On 31 August 2021 a deluxe edition of Fugazi was released via Parlophone as a 3CD/Blu-ray set along with a 4LP boxed version. The deluxe edition includes a completely new remix of the original studio album and a live concert recorded in Montreal, Canada on 20 June 1984 (which had previously been partially available on Real to Reel), as well as, on the Blu-ray disc, new high-resolution stereo and 5.1 surround remixes by Avril Mackintosh and Andy Bradfield. The set also includes a 'making of' documentary containing interviews with all then band members as well as their track by track breakdowns of the genesis of each of the songs. Also included is a live concert from 1984 that was filmed and broadcast by Swiss TV.

==Sleeve artwork==
In 2012, Gigwise chose the sleeve design by Mark Wilkinson as 29th in its countdown of the "Greatest Album Artwork of All Time". Holly Frith wrote: "Despite the arguable quality of their music, Marillion most certainly gave a shit about their album artwork and this multi-tiered image of a young man suffering an apparent overdose is their most startling, brilliant and thought-provoking."

==Track listing==

- All individual writing credits are from the 1998 remastered edition.
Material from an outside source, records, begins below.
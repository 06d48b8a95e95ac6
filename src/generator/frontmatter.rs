use std::collections::HashMap;

use log::debug;

/// Flat `key: value` pairs from a frontmatter block.
pub(crate) type FrontmatterMap = HashMap<String, String>;

/// Splits a document into its frontmatter and the text after the closing `---`.
///
/// A missing or unterminated block is not an error: the map comes back empty and
/// the text is returned untouched, so callers can fall back to defaults.
pub(crate) fn parse(raw: &str) -> (FrontmatterMap, &str) {
    let mut fields = FrontmatterMap::new();

    let Some(rest) = raw.strip_prefix("---\n").or_else(|| raw.strip_prefix("---\r\n")) else {
        return (fields, raw);
    };

    let Some((header_end, body_start)) = find_closing_delimiter(rest) else {
        debug!("frontmatter opened but never closed; treating as absent");
        return (fields, raw);
    };

    for line in rest[..header_end].lines() {
        let line = line.trim();
        let Some((key, value)) = line.split_once(':') else {
            continue;
        };
        fields.insert(key.trim().to_string(), unquote(value.trim()).to_string());
    }

    (fields, &rest[body_start..])
}

// (start of the delimiter line, start of the line after it)
fn find_closing_delimiter(text: &str) -> Option<(usize, usize)> {
    let mut offset = 0;
    for line in text.split_inclusive('\n') {
        let end = offset + line.len();
        if line.trim_end_matches(['\n', '\r']) == "---" {
            return Some((offset, end));
        }
        offset = end;
    }
    None
}

fn unquote(value: &str) -> &str {
    for quote in ['"', '\''] {
        if value.len() >= 2 && value.starts_with(quote) && value.ends_with(quote) {
            return &value[1..value.len() - 1];
        }
    }
    value
}

#[cfg(test)]
mod tests {
    use super::*;

    #[test]
    fn extracts_fields_and_body() {
        let raw = "---\ntitle: Hello World\ndate: 2024-01-15\n---\nSome body text.";
        let (fields, body) = parse(raw);

        assert_eq!(fields.len(), 2);
        assert_eq!(fields["title"], "Hello World");
        assert_eq!(fields["date"], "2024-01-15");
        assert_eq!(body, "Some body text.");
    }

    #[test]
    fn text_without_frontmatter_is_untouched() {
        let inputs = [
            "# Just Markdown\n\nNo frontmatter here.",
            "",
            "--- \ntitle: x\n---\n",
            " ---\na: b\n---\n",
        ];
        for raw in inputs {
            let (fields, body) = parse(raw);
            assert!(fields.is_empty());
            assert_eq!(body, raw);
        }
    }

    #[test]
    fn unclosed_block_is_treated_as_absent() {
        let raw = "---\ntitle: Test\n# No closing\n";
        let (fields, body) = parse(raw);

        assert!(fields.is_empty());
        assert_eq!(body, raw);
    }

    #[test]
    fn body_is_returned_verbatim() {
        let (_, body) = parse("---\ntitle: x\n---\n\n  indented\n\n");
        assert_eq!(body, "\n  indented\n\n");
    }

    #[test]
    fn closing_delimiter_must_stand_alone() {
        let (fields, body) = parse("---\ntitle: a --- b\n----\nkey: v\n---\nbody");
        assert_eq!(fields["title"], "a --- b");
        assert_eq!(fields["key"], "v");
        assert!(!fields.contains_key("----"));
        assert_eq!(body, "body");
    }

    #[test]
    fn empty_block_and_trailing_delimiter() {
        let (fields, body) = parse("---\n---\nbody");
        assert!(fields.is_empty());
        assert_eq!(body, "body");

        let (fields, body) = parse("---\ntitle: x\n---");
        assert_eq!(fields["title"], "x");
        assert_eq!(body, "");
    }

    #[test]
    fn skips_malformed_lines() {
        let raw = "---\n\njust some words\ntitle: Ok\n   \n: orphan\n---\n";
        let (fields, _) = parse(raw);

        assert_eq!(fields["title"], "Ok");
        assert_eq!(fields[""], "orphan");
        assert_eq!(fields.len(), 2);
    }

    #[test]
    fn splits_on_first_colon_only() {
        let raw = "---\ntitle: Rust: the good parts\nurl: https://example.com\n---\n";
        let (fields, _) = parse(raw);
        assert_eq!(fields["title"], "Rust: the good parts");
        assert_eq!(fields["url"], "https://example.com");
    }

    #[test]
    fn strips_one_pair_of_matching_quotes() {
        let raw = "---\na: \"double\"\nb: 'single'\nc: \"mismatched'\nd: ''nested''\ne: \"\n---\n";
        let (fields, _) = parse(raw);

        assert_eq!(fields["a"], "double");
        assert_eq!(fields["b"], "single");
        assert_eq!(fields["c"], "\"mismatched'");
        assert_eq!(fields["d"], "'nested'");
        assert_eq!(fields["e"], "\"");
    }

    #[test]
    fn last_duplicate_wins() {
        let (fields, _) = parse("---\ntitle: first\ntitle: second\n---\n");
        assert_eq!(fields["title"], "second");
    }

    #[test]
    fn accepts_crlf_line_endings() {
        let (fields, body) = parse("---\r\ntitle: Windows\r\ndate: 2023-02-01\r\n---\r\nBody\r\n");
        assert_eq!(fields["title"], "Windows");
        assert_eq!(fields["date"], "2023-02-01");
        assert_eq!(body, "Body\r\n");
    }

    #[test]
    fn rendered_pairs_parse_back() {
        let pairs = [("title", "A post"), ("date", "2022-12-31"), ("thumbnail", "img/a.png")];
        let mut raw = String::from("---\n");
        for (key, value) in pairs {
            raw.push_str(&format!("{key}: {value}\n"));
        }
        raw.push_str("---\n");

        let (fields, _) = parse(&raw);
        for (key, value) in pairs {
            assert_eq!(fields[key], value);
        }
    }
}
According to the original 1984 version, all songs were written by the whole band; all lyrics are credited to Fish.

Side one
| No. | Title | Writer(s) | Length |
|---|---|---|---|
| 1. | "Assassing" |  | 7:03 |
| 2. | "Punch & Judy" | Fish, Kelly, Rothery, Trewavas, Jonathan Mover | 3:22 |
| 3. | "Jigsaw" |  | 6:51 |
| 4. | "Emerald Lies" | Fish, Kelly, Rothery, Trewavas, Ian Mosley | 5:12 |

Side two
| No. | Title | Writer(s) | Length |
|---|---|---|---|
| 5. | "She Chameleon" |  | 6:55 |
| 6. | "Incubus" | Fish, Kelly, Rothery, Trewavas, Mosley | 8:32 |
| 7. | "Fugazi" | Fish, Kelly, Rothery, Trewavas, Mosley | 8:03 |
| Total length: |  |  | 45:56 |

1998 remastered edition bonus disc
| No. | Title | Writer(s) | Length |
|---|---|---|---|
| 1. | "Cinderella Search" (12" version) | Fish, Kelly, Rothery, Trewavas, Mosley | 5:32 |
| 2. | "Assassing" (alternative mix) |  | 7:41 |
| 3. | "Three Boats Down from the Candy" | Fish, Kelly, Rothery, Trewavas, Mick Pointer, Diz Minnett | 4:01 |
| 4. | "Punch & Judy" (demo) | Fish, Kelly, Rothery, Trewavas, Mover | 3:51 |
| 5. | "She Chameleon" (demo) |  | 6:34 |
| 6. | "Emerald Lies" (demo) | Fish, Kelly, Rothery, Trewavas, Mosley | 5:33 |
| 7. | "Incubus" (demo) |  | 8:10 |
| Total length: |  |  | 41:20 |

==Personnel==

- Marillion
- Fish – vocals; cover concept
- Steve Rothery – guitars; photography (1998 remastered edition)
- Mark Kelly – keyboards
- Pete Trewavas – bass
- Ian Mosley – drums
- Jonathan Mover – drums ("Punch & Judy (Demo)")

- Additional musicians
- Linda Pyke – backing vocal (on "Incubus")
- Chris Karan – additional percussion

- Technical personnel
- Nick Tauber – Original album production
- Simon Hanhart – Original album recording and mixing
- Andy Bradfield, Avril Mackintosh – 2021 remix
- Mark Wilkinson – sleeve design and illustration; photography (1998 remastered edition)
- Julie Hazelwood – sleeve design and illustration (pictures on the wall)
- Peter Mew – 1998 digital remastering (April — July 1997 at Abbey Road, London)
- Bill Smith Studio – repackaging design (1998 remastered edition)

==Charts==

| Chart (1984) | Peak position |
|---|---|
| Canada Top Albums/CDs (RPM) | 71 |
| Dutch Albums (Album Top 100) | 29 |
| German Albums (Offizielle Top 100) | 42 |
| Swedish Albums (Sverigetopplistan) | 23 |
| UK Albums (OCC) | 5 |
| US Billboard 200 | 209 |

| Chart (2021) | Peak position |
|---|---|
| Belgian Albums (Ultratop Flanders) | 71 |
| Belgian Albums (Ultratop Wallonia) | 31 |
| German Albums (Offizielle Top 100) | 4 |
| Hungarian Albums (MAHASZ) | 6 |
| Polish Albums (ZPAV) | 22 |
| Scottish Albums (OCC) | 9 |
| Swiss Albums (Schweizer Hitparade) | 13 |
| UK Rock & Metal Albums (OCC) | 4 |

==Certifications==

| Region | Certification | Certified units/sales |
| United Kingdom (BPI) | Gold | 100,000^{^} |
^{^} Shipments figures based on certification alone.